Raw data START

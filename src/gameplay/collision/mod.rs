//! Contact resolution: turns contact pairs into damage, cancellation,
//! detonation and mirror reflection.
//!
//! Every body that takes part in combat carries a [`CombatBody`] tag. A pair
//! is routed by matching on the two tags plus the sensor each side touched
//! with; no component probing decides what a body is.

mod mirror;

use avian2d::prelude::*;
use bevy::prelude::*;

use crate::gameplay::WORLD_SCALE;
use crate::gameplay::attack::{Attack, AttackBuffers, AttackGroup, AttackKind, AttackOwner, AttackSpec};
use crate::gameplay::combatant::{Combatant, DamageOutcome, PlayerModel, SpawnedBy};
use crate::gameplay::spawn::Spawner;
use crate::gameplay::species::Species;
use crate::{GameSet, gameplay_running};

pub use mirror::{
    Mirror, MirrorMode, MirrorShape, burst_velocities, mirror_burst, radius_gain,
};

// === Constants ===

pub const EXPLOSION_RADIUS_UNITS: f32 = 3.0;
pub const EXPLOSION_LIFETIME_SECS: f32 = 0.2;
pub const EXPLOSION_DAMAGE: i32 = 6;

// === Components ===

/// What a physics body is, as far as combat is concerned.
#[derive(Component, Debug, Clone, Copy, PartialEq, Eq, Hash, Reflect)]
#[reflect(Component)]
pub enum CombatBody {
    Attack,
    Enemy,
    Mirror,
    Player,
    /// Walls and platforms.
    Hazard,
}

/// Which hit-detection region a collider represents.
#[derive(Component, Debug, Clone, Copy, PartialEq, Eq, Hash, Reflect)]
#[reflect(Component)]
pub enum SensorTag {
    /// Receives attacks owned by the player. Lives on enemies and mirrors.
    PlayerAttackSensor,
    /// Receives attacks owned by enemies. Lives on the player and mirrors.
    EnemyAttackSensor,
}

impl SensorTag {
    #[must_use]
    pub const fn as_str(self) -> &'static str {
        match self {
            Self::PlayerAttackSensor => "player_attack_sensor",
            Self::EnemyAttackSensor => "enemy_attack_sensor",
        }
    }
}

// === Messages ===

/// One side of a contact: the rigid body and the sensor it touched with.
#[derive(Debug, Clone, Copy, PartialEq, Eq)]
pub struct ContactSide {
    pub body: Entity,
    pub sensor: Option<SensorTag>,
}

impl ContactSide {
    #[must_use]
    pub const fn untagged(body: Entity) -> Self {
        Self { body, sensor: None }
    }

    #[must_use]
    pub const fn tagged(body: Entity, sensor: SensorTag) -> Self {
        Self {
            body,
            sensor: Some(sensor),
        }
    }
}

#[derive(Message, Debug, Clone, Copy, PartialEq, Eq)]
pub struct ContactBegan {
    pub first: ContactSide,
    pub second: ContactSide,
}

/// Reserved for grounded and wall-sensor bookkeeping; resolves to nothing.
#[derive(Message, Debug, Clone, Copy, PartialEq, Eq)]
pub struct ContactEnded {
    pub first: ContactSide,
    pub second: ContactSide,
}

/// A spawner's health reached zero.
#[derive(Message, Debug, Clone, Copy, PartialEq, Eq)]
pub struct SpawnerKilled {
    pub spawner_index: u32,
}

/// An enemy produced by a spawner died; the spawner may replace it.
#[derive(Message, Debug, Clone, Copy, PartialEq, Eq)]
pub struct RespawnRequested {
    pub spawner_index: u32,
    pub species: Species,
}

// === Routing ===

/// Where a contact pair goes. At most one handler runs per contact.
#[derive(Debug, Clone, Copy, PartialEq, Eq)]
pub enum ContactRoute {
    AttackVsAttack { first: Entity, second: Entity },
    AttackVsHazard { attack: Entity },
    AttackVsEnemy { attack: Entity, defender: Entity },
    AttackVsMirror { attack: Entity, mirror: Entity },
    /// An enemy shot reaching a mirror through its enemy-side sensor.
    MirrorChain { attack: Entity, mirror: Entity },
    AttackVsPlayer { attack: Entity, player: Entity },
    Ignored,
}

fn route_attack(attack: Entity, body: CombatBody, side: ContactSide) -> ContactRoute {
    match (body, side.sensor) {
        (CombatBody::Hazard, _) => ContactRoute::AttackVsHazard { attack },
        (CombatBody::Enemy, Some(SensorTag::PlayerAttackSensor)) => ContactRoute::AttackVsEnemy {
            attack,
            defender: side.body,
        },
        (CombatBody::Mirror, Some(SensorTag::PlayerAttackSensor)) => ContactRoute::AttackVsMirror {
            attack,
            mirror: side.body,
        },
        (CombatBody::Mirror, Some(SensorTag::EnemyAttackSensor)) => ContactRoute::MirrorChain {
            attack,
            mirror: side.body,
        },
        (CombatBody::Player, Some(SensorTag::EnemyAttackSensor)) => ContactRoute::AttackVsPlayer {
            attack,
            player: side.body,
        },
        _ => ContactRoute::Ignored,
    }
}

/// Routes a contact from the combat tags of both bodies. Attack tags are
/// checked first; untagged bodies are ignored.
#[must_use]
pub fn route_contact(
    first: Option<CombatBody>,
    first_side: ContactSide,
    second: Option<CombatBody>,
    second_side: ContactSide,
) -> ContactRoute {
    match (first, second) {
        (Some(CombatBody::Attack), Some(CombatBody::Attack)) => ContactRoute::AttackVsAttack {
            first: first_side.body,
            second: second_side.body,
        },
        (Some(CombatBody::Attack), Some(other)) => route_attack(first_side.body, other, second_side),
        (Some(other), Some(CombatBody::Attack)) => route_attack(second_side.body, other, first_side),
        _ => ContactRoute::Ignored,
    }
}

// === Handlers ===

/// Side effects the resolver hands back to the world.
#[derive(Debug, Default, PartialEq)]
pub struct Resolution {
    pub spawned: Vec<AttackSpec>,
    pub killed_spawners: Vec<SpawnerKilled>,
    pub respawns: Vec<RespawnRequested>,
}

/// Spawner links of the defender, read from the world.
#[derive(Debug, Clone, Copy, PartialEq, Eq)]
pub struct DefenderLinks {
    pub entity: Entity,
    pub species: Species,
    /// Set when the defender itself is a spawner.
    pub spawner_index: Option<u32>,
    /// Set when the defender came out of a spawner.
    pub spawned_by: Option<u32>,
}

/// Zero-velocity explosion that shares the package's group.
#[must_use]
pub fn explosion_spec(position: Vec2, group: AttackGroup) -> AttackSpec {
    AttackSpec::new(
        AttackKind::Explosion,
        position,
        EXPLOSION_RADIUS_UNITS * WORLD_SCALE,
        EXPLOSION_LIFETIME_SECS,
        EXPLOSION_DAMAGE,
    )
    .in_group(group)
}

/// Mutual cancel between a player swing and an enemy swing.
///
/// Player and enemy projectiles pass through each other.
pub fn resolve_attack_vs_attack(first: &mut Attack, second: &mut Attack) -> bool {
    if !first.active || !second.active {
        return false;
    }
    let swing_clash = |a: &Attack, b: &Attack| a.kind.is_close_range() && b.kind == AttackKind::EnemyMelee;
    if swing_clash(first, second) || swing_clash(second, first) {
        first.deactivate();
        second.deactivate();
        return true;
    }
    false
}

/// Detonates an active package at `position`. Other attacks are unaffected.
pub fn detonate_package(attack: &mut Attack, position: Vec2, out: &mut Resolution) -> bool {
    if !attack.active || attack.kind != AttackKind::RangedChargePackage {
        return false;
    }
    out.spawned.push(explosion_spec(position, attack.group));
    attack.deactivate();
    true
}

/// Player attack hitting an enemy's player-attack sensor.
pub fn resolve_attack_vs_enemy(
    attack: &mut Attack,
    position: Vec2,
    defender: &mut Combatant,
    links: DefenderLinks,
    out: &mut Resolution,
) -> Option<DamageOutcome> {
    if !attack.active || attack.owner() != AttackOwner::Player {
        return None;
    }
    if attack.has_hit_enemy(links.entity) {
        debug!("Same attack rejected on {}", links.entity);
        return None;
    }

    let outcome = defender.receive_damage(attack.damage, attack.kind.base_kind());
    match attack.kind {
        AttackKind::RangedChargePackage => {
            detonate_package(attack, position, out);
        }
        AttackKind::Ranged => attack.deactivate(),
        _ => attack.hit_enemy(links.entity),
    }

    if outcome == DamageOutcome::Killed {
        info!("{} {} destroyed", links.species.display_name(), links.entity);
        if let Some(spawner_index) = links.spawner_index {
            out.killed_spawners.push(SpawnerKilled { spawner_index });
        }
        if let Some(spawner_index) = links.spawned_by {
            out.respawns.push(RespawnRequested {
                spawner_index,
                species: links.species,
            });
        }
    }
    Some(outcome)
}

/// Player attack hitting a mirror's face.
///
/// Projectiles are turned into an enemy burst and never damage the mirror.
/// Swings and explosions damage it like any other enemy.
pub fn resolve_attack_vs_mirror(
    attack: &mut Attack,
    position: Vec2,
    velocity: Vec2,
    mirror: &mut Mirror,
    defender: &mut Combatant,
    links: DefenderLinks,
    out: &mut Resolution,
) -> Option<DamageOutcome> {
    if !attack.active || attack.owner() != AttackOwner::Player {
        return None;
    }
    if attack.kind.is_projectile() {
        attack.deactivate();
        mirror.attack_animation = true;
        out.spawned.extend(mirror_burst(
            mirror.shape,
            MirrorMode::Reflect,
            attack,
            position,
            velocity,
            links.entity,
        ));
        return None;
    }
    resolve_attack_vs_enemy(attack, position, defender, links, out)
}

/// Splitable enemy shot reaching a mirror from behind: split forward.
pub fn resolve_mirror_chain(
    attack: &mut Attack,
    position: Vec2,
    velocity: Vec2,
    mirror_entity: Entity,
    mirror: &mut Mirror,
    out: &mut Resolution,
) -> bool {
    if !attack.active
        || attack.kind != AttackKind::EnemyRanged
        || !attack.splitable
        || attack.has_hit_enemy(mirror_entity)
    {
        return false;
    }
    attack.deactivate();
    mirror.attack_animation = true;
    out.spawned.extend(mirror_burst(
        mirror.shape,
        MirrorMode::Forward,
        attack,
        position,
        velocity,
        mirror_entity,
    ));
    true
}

Raw data END
Raw data START

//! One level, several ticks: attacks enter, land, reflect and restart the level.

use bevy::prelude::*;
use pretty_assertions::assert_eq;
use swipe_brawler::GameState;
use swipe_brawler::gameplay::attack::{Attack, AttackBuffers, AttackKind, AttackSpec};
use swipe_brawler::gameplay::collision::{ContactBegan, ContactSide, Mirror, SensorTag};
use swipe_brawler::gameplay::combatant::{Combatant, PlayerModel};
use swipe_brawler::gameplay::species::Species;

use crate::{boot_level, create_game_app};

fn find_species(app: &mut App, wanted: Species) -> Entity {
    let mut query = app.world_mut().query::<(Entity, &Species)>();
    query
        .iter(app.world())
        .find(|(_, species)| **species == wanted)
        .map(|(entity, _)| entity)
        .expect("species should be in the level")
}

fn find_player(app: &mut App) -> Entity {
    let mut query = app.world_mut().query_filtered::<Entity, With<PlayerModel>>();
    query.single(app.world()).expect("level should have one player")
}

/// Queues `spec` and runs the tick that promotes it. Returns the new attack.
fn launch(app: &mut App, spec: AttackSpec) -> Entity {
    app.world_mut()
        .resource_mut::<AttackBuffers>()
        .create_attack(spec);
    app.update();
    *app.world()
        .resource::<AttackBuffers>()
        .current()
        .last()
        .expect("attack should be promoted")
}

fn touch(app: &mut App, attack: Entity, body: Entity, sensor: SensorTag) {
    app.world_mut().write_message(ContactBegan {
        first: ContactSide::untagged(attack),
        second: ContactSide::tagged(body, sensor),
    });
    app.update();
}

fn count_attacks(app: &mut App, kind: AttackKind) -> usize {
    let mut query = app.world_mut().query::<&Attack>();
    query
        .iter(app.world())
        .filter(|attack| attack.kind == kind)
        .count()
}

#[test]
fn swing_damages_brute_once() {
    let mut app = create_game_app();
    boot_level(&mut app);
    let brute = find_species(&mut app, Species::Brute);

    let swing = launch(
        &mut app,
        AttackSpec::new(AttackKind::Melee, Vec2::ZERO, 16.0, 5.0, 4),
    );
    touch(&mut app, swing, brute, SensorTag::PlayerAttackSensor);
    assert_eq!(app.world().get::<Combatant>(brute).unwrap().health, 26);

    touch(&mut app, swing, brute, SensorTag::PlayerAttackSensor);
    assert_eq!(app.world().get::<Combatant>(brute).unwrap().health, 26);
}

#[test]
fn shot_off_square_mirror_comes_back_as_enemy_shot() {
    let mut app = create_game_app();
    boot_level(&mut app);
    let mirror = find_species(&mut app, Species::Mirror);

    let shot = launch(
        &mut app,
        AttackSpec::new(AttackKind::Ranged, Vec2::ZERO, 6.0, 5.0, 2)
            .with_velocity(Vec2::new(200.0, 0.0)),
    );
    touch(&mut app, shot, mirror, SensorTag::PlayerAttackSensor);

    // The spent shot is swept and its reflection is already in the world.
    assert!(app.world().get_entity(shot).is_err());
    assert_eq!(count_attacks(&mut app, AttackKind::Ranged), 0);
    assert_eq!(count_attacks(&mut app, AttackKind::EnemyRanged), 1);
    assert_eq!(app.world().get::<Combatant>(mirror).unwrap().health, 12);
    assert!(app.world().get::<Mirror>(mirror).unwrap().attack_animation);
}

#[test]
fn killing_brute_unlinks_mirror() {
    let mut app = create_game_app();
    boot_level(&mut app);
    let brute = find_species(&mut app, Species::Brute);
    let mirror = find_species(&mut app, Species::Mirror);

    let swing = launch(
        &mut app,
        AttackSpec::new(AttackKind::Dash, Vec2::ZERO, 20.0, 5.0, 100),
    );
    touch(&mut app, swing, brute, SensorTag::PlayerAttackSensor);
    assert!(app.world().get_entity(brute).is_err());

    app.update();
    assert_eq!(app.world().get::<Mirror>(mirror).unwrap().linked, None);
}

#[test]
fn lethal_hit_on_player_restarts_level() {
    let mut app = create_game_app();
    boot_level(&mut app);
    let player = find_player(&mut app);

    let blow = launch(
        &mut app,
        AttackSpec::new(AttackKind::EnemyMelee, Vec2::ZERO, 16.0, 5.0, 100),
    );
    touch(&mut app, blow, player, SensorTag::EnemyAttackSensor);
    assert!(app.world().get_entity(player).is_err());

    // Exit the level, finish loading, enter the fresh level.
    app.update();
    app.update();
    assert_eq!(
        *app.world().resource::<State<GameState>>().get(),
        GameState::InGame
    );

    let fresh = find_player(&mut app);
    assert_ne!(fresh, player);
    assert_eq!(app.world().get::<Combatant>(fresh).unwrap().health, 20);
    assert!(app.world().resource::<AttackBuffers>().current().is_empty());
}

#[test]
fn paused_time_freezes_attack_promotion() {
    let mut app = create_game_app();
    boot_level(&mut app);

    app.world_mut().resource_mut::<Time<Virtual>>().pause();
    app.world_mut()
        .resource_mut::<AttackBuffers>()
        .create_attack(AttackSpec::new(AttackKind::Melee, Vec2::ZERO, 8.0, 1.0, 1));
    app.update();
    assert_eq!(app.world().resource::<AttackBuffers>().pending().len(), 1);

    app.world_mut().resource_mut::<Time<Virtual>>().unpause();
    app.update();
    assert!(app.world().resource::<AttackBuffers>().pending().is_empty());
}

Raw data END

*Exercise prompt*. Going through the records above line by line, count those that hold the word "AttackVsEnemy", and answer with the number only.

*Answer section*. 2